CINQUIEME PARTIE : PROJETS ET UTOPIES

1) " Assez de pédagogie…qu'on travaille enfin ! " (Comment y voir clair dans un vieux débat ?) Faire apprendre : une activité contradictoire : Faire apprendre quelque chose à quelqu'un c'est l'engager dans un double mouvement contradictoire. C'est le stabiliser dans la confiance en soi et c'est le déstabiliser dans la méfiance à l'égard de soi. Faire apprendre quelque chose à quelqu'un, c'est l'encourager à se développer à partir de soi et de son propre chef. Faire apprendre quelque chose à un élève, c'est aussi lui apprendre à s'évaluer.
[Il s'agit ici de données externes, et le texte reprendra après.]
//! Budgets hold under arbitrary capture sequences.

use gambit_engine::{
    BudgetOverflowPolicy, CaptureError, CaptureResolver, EvolutionDecision,
    EvolutionDecisionGate, GeneticProfile, MatchId, MatchRules, MatchState, NullBoard,
    Position, RecordingTelemetry, Side, TraitName, UnitId, UnitKind,
};
use proptest::collection;
use proptest::prelude::*;

use crate::common::{capture, resolver, spawn_with};

fn policy() -> impl Strategy<Value = BudgetOverflowPolicy> {
    prop_oneof![
        Just(BudgetOverflowPolicy::BlockCapture),
        Just(BudgetOverflowPolicy::SkipTrait),
        Just(BudgetOverflowPolicy::PartialCapture),
        Just(BudgetOverflowPolicy::ReplaceTrait),
    ]
}

/// A unit kind plus up to two extra traits it starts with.
fn roster() -> impl Strategy<Value = Vec<(usize, Vec<usize>)>> {
    collection::vec((0usize..6, collection::vec(0usize..13, 0..2)), 4..10)
}

fn populate(game: &mut MatchState, roster: &[(usize, Vec<usize>)]) -> Vec<UnitId> {
    let mut ids = Vec::new();
    for (index, (kind, traits)) in roster.iter().enumerate() {
        let side = if index % 2 == 0 { Side::White } else { Side::Black };
        let traits: Vec<TraitName> = traits.iter().map(|&t| TraitName::ALL[t]).collect();
        let profile_cost_fits = {
            let preview = GeneticProfile::rehydrate(
                game.next_unit_id(),
                UnitKind::ALL[*kind],
                traits.iter().copied().collect(),
                0,
                0,
            );
            preview.complexity_cost() <= game.rules().max_complexity
        };
        let traits = if profile_cost_fits { traits } else { Vec::new() };
        ids.push(spawn_with(
            game,
            UnitKind::ALL[*kind],
            side,
            Position::new(index as u8 % 8, index as u8 / 8),
            &traits,
        ));
    }
    ids
}

fn assert_budgets_hold(game: &MatchState) -> Result<(), TestCaseError> {
    for unit in game.units() {
        let budget = game
            .complexity_account(unit.id)
            .unwrap()
            .account
            .as_complexity()
            .unwrap();
        let profile = game.profile(unit.id).unwrap();
        prop_assert!(budget.current() <= budget.max());
        prop_assert!(profile.complexity_cost() <= budget.max());
    }
    for side in [Side::White, Side::Black] {
        let gas = game.gas_account(side).unwrap().account.as_gas().unwrap();
        prop_assert!(gas.remaining() <= gas.starting());
    }
    Ok(())
}

proptest! {
    #[test]
    fn complexity_never_overflows(
        roster in roster(),
        policy in policy(),
        captures in collection::vec((0usize..10, 0usize..10), 0..12),
    ) {
        let mut game = MatchState::new(
            MatchId::new(1),
            MatchRules { overflow_policy: policy, ..MatchRules::default() },
        );
        let ids = populate(&mut game, &roster);
        let mut resolver = resolver();

        for (turn, (a, d)) in captures.into_iter().enumerate() {
            let attacker = ids[a % ids.len()];
            let defender = ids[d % ids.len()];
            let result = resolver.resolve(
                &mut game,
                capture(turn as u64, attacker, defender, turn as u32),
            );
            match result {
                Ok(outcome) => prop_assert!(outcome.complexity <= 100),
                Err(CaptureError::InsufficientBudget { outcome, .. }) => {
                    prop_assert_eq!(policy, BudgetOverflowPolicy::BlockCapture);
                    prop_assert!(!outcome.evolved());
                }
                Err(
                    CaptureError::InvalidCaptureSameSide { .. } | CaptureError::UnitNotAlive(_),
                ) => {}
                Err(other) => prop_assert!(false, "unexpected error: {other}"),
            }
            assert_budgets_hold(&game)?;
        }
    }

    #[test]
    fn gas_never_goes_negative(
        roster in roster(),
        captures in collection::vec((0usize..10, 0usize..10, any::<bool>()), 0..12),
        starting_gas in 0u32..20,
    ) {
        let mut game = MatchState::new(
            MatchId::new(2),
            MatchRules { starting_gas, ..MatchRules::default() },
        );
        let ids = populate(&mut game, &roster);
        let mut gate =
            EvolutionDecisionGate::new(CaptureResolver::new(NullBoard, RecordingTelemetry::new()));

        for (turn, (a, d, greedy)) in captures.into_iter().enumerate() {
            let event = capture(turn as u64, ids[a % ids.len()], ids[d % ids.len()], turn as u32);
            let Ok(offer) = gate.open(&game, event) else {
                continue;
            };
            let before = game.gas_account(offer.side).unwrap();
            let selection = if greedy {
                offer.options.iter().map(|option| option.name).collect()
            } else {
                offer.affordable_selection()
            };
            if gate
                .submit(&mut game, event.capture_id, EvolutionDecision::Accept(selection))
                .is_err()
            {
                prop_assert_eq!(game.gas_account(offer.side).unwrap(), before);
                gate.submit(&mut game, event.capture_id, EvolutionDecision::Skip).unwrap();
            }
            assert_budgets_hold(&game)?;
        }
    }
}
2) " Hors de la réussite scolaire, pont de salut ! " (Comment faire de l'école un lieu créateur d'humanité ?) Beaucoup de parents attendent de l'école qu'elle fasse de leurs enfants des " gagnants ". Il faut alors assumer cette évidence : si leurs enfants gagnent, beaucoup d'autres vont perdre. La structure du système éducatif est nécessairement le reflet d'un projet de société. 3) " L'école publique, c'est dépassé ! " Il est nécessaire que l'Etat garde la responsabilité de l'école, même et surtout dans un monde où l'économie mondialisée cherche à imposer sa loi. L'éducation est un domaine qui doit relever du débat démocratique, du consensus construit progressivement entre les personnes, de la confrontation des points de vue dans des instituions qui permettent de faire émerger " le bien commun ". L'école publique : une garantie et une chance : La décision démocratique doit, aujourd'hui, déterminer les finalités, les modalités et les conditions de l'enseignement dans l'institution scolaire publique. Ainsi, l'école publique restera publique si ses " usagers " participent à la définition de son projet et à l'invention des moyens de sa réussite.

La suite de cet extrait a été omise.